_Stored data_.
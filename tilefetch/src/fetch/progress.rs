//! Progress aggregation.
//!
//! Workers report each finished tile as a [`TileCompleted`] event over an
//! unbounded mpsc channel. A single aggregator task folds those events into
//! a running [`Progress`] value and broadcasts it, so the published fraction
//! and byte count never decrease regardless of worker interleaving.

use tokio::sync::{broadcast, mpsc};
use tokio::task::JoinHandle;
use tracing::trace;

/// Aggregate progress of a fetch operation.
#[derive(Debug, Clone, Copy, PartialEq)]
pub struct Progress {
    /// Completed tiles over total tiles, in `[0.0, 1.0]`.
    pub fraction_complete: f64,
    /// Bytes fetched over the network so far. Reused tiles do not count.
    pub cumulative_bytes_fetched: u64,
    /// Tiles finished, fetched or reused.
    pub completed_tiles: usize,
    /// Tiles in the region.
    pub total_tiles: usize,
}

impl Progress {
    /// Progress before any tile has finished.
    pub fn start(total_tiles: usize) -> Self {
        Self {
            fraction_complete: if total_tiles == 0 { 1.0 } else { 0.0 },
            cumulative_bytes_fetched: 0,
            completed_tiles: 0,
            total_tiles,
        }
    }

    /// Whether every tile has finished.
    pub fn is_complete(&self) -> bool {
        self.completed_tiles >= self.total_tiles
    }
}

/// A tile finished by a worker.
#[derive(Debug, Clone)]
pub struct TileCompleted {
    pub url: String,
    pub bytes: u64,
    /// The tile was already stored and was not fetched.
    pub reused: bool,
}

/// Sender half used by workers.
pub type ProgressSender = mpsc::UnboundedSender<TileCompleted>;

/// Folds tile events into progress updates.
#[derive(Debug)]
pub struct ProgressAggregator {
    current: Progress,
    tx: broadcast::Sender<Progress>,
}

impl ProgressAggregator {
    /// Create an aggregator for a region of `total_tiles` tiles.
    pub fn new(total_tiles: usize, tx: broadcast::Sender<Progress>) -> Self {
        Self {
            current: Progress::start(total_tiles),
            tx,
        }
    }

    /// Current aggregate progress.
    pub fn current(&self) -> Progress {
        self.current
    }

    /// Apply one event and publish the result.
    pub fn record(&mut self, event: &TileCompleted) -> Progress {
        let total = self.current.total_tiles;
        self.current.completed_tiles = (self.current.completed_tiles + 1).min(total);
        if !event.reused {
            self.current.cumulative_bytes_fetched += event.bytes;
        }
        self.current.fraction_complete = if total == 0 {
            1.0
        } else {
            self.current.completed_tiles as f64 / total as f64
        };

        trace!(
            url = %event.url,
            completed = self.current.completed_tiles,
            total,
            "Tile completed"
        );
        self.publish();
        self.current
    }

    /// Publish the current value. Having no subscribers is not an error.
    pub fn publish(&self) {
        let _ = self.tx.send(self.current);
    }

    /// Run the aggregator until every sender is dropped.
    ///
    /// Empty regions publish a single completed update immediately.
    /// Resolves to the final progress.
    pub fn spawn(mut self, mut rx: mpsc::UnboundedReceiver<TileCompleted>) -> JoinHandle<Progress> {
        tokio::spawn(async move {
            if self.current.total_tiles == 0 {
                self.publish();
            }
            while let Some(event) = rx.recv().await {
                self.record(&event);
            }
            self.current
        })
    }
}

#[cfg(test)]
mod tests {
    use super::*;

    fn event(bytes: u64, reused: bool) -> TileCompleted {
        TileCompleted {
            url: "http://a".to_string(),
            bytes,
            reused,
        }
    }

    #[test]
    fn test_record_accumulates() {
        let (tx, mut rx) = broadcast::channel(8);
        let mut agg = ProgressAggregator::new(4, tx);

        agg.record(&event(100, false));
        let p = agg.record(&event(50, true));

        assert_eq!(p.completed_tiles, 2);
        assert_eq!(p.fraction_complete, 0.5);
        assert_eq!(p.cumulative_bytes_fetched, 100);
        assert_eq!(rx.try_recv().unwrap().completed_tiles, 1);
        assert_eq!(rx.try_recv().unwrap().completed_tiles, 2);
    }

    #[test]
    fn test_fraction_never_exceeds_one() {
        let (tx, _rx) = broadcast::channel(8);
        let mut agg = ProgressAggregator::new(1, tx);

        agg.record(&event(1, false));
        let p = agg.record(&event(1, false));

        assert_eq!(p.fraction_complete, 1.0);
        assert!(p.is_complete());
    }

    #[tokio::test]
    async fn test_spawned_aggregator_is_monotonic() {
        let (tx, mut rx) = broadcast::channel(64);
        let (events_tx, events_rx) = mpsc::unbounded_channel();
        let handle = ProgressAggregator::new(10, tx).spawn(events_rx);

        for i in 0..10 {
            events_tx.send(event(i, i % 3 == 0)).unwrap();
        }
        drop(events_tx);
        let last = handle.await.unwrap();

        assert_eq!(last.fraction_complete, 1.0);
        let mut previous = Progress::start(10);
        while let Ok(p) = rx.try_recv() {
            assert!(p.fraction_complete >= previous.fraction_complete);
            assert!(p.cumulative_bytes_fetched >= previous.cumulative_bytes_fetched);
            previous = p;
        }
        assert_eq!(previous, last);
    }

    #[tokio::test]
    async fn test_empty_region_publishes_completion() {
        let (tx, mut rx) = broadcast::channel(4);
        let (events_tx, events_rx) = mpsc::unbounded_channel::<TileCompleted>();
        let handle = ProgressAggregator::new(0, tx).spawn(events_rx);
        drop(events_tx);

        handle.await.unwrap();

        let p = rx.recv().await.unwrap();
        assert_eq!(p.fraction_complete, 1.0);
        assert_eq!(p.cumulative_bytes_fetched, 0);
    }
}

_What the task requires_.
Each line of the data must be written out exactly as it appears.

_Answer to this problem_.
filename tilefetch/src/fetch/progress.rs
//! Progress aggregation.
//!
//! Workers report each finished tile as a [`TileCompleted`] event over an
//! unbounded mpsc channel. A single aggregator task folds those events into
//! a running [`Progress`] value and broadcasts it, so the published fraction
//! and byte count never decrease regardless of worker interleaving.

use tokio::sync::{broadcast, mpsc};
use tokio::task::JoinHandle;
use tracing::trace;

/// Aggregate progress of a fetch operation.
#[derive(Debug, Clone, Copy, PartialEq)]
pub struct Progress {
    /// Completed tiles over total tiles, in `[0.0, 1.0]`.
    pub fraction_complete: f64,
    /// Bytes fetched over the network so far. Reused tiles do not count.
    pub cumulative_bytes_fetched: u64,
    /// Tiles finished, fetched or reused.
    pub completed_tiles: usize,
    /// Tiles in the region.
    pub total_tiles: usize,
}

impl Progress {
    /// Progress before any tile has finished.
    pub fn start(total_tiles: usize) -> Self {
        Self {
            fraction_complete: if total_tiles == 0 { 1.0 } else { 0.0 },
            cumulative_bytes_fetched: 0,
            completed_tiles: 0,
            total_tiles,
        }
    }

    /// Whether every tile has finished.
    pub fn is_complete(&self) -> bool {
        self.completed_tiles >= self.total_tiles
    }
}

/// A tile finished by a worker.
#[derive(Debug, Clone)]
pub struct TileCompleted {
    pub url: String,
    pub bytes: u64,
    /// The tile was already stored and was not fetched.
    pub reused: bool,
}

/// Sender half used by workers.
pub type ProgressSender = mpsc::UnboundedSender<TileCompleted>;

/// Folds tile events into progress updates.
#[derive(Debug)]
pub struct ProgressAggregator {
    current: Progress,
    tx: broadcast::Sender<Progress>,
}

impl ProgressAggregator {
    /// Create an aggregator for a region of `total_tiles` tiles.
    pub fn new(total_tiles: usize, tx: broadcast::Sender<Progress>) -> Self {
        Self {
            current: Progress::start(total_tiles),
            tx,
        }
    }

    /// Current aggregate progress.
    pub fn current(&self) -> Progress {
        self.current
    }

    /// Apply one event and publish the result.
    pub fn record(&mut self, event: &TileCompleted) -> Progress {
        let total = self.current.total_tiles;
        self.current.completed_tiles = (self.current.completed_tiles + 1).min(total);
        if !event.reused {
            self.current.cumulative_bytes_fetched += event.bytes;
        }
        self.current.fraction_complete = if total == 0 {
            1.0
        } else {
            self.current.completed_tiles as f64 / total as f64
        };

        trace!(
            url = %event.url,
            completed = self.current.completed_tiles,
            total,
            "Tile completed"
        );
        self.publish();
        self.current
    }

    /// Publish the current value. Having no subscribers is not an error.
    pub fn publish(&self) {
        let _ = self.tx.send(self.current);
    }

    /// Run the aggregator until every sender is dropped.
    ///
    /// Empty regions publish a single completed update immediately.
    /// Resolves to the final progress.
    pub fn spawn(mut self, mut rx: mpsc::UnboundedReceiver<TileCompleted>) -> JoinHandle<Progress> {
        tokio::spawn(async move {
            if self.current.total_tiles == 0 {
                self.publish();
            }
            while let Some(event) = rx.recv().await {
                self.record(&event);
            }
            self.current
        })
    }
}

#[cfg(test)]
mod tests {
    use super::*;

    fn event(bytes: u64, reused: bool) -> TileCompleted {
        TileCompleted {
            url: "http://a".to_string(),
            bytes,
            reused,
        }
    }

    #[test]
    fn test_record_accumulates() {
        let (tx, mut rx) = broadcast::channel(8);
        let mut agg = ProgressAggregator::new(4, tx);

        agg.record(&event(100, false));
        let p = agg.record(&event(50, true));

        assert_eq!(p.completed_tiles, 2);
        assert_eq!(p.fraction_complete, 0.5);
        assert_eq!(p.cumulative_bytes_fetched, 100);
        assert_eq!(rx.try_recv().unwrap().completed_tiles, 1);
        assert_eq!(rx.try_recv().unwrap().completed_tiles, 2);
    }

    #[test]
    fn test_fraction_never_exceeds_one() {
        let (tx, _rx) = broadcast::channel(8);
        let mut agg = ProgressAggregator::new(1, tx);

        agg.record(&event(1, false));
        let p = agg.record(&event(1, false));

        assert_eq!(p.fraction_complete, 1.0);
        assert!(p.is_complete());
    }

    #[tokio::test]
    async fn test_spawned_aggregator_is_monotonic() {
        let (tx, mut rx) = broadcast::channel(64);
        let (events_tx, events_rx) = mpsc::unbounded_channel();
        let handle = ProgressAggregator::new(10, tx).spawn(events_rx);

        for i in 0..10 {
            events_tx.send(event(i, i % 3 == 0)).unwrap();
        }
        drop(events_tx);
        let last = handle.await.unwrap();

        assert_eq!(last.fraction_complete, 1.0);
        let mut previous = Progress::start(10);
        while let Ok(p) = rx.try_recv() {
            assert!(p.fraction_complete >= previous.fraction_complete);
            assert!(p.cumulative_bytes_fetched >= previous.cumulative_bytes_fetched);
            previous = p;
        }
        assert_eq!(previous, last);
    }

    #[tokio::test]
    async fn test_empty_region_publishes_completion() {
        let (tx, mut rx) = broadcast::channel(4);
        let (events_tx, events_rx) = mpsc::unbounded_channel::<TileCompleted>();
        let handle = ProgressAggregator::new(0, tx).spawn(events_rx);
        drop(events_tx);

        handle.await.unwrap();

        let p = rx.recv().await.unwrap();
        assert_eq!(p.fraction_complete, 1.0);
        assert_eq!(p.cumulative_bytes_fetched, 0);
    }
}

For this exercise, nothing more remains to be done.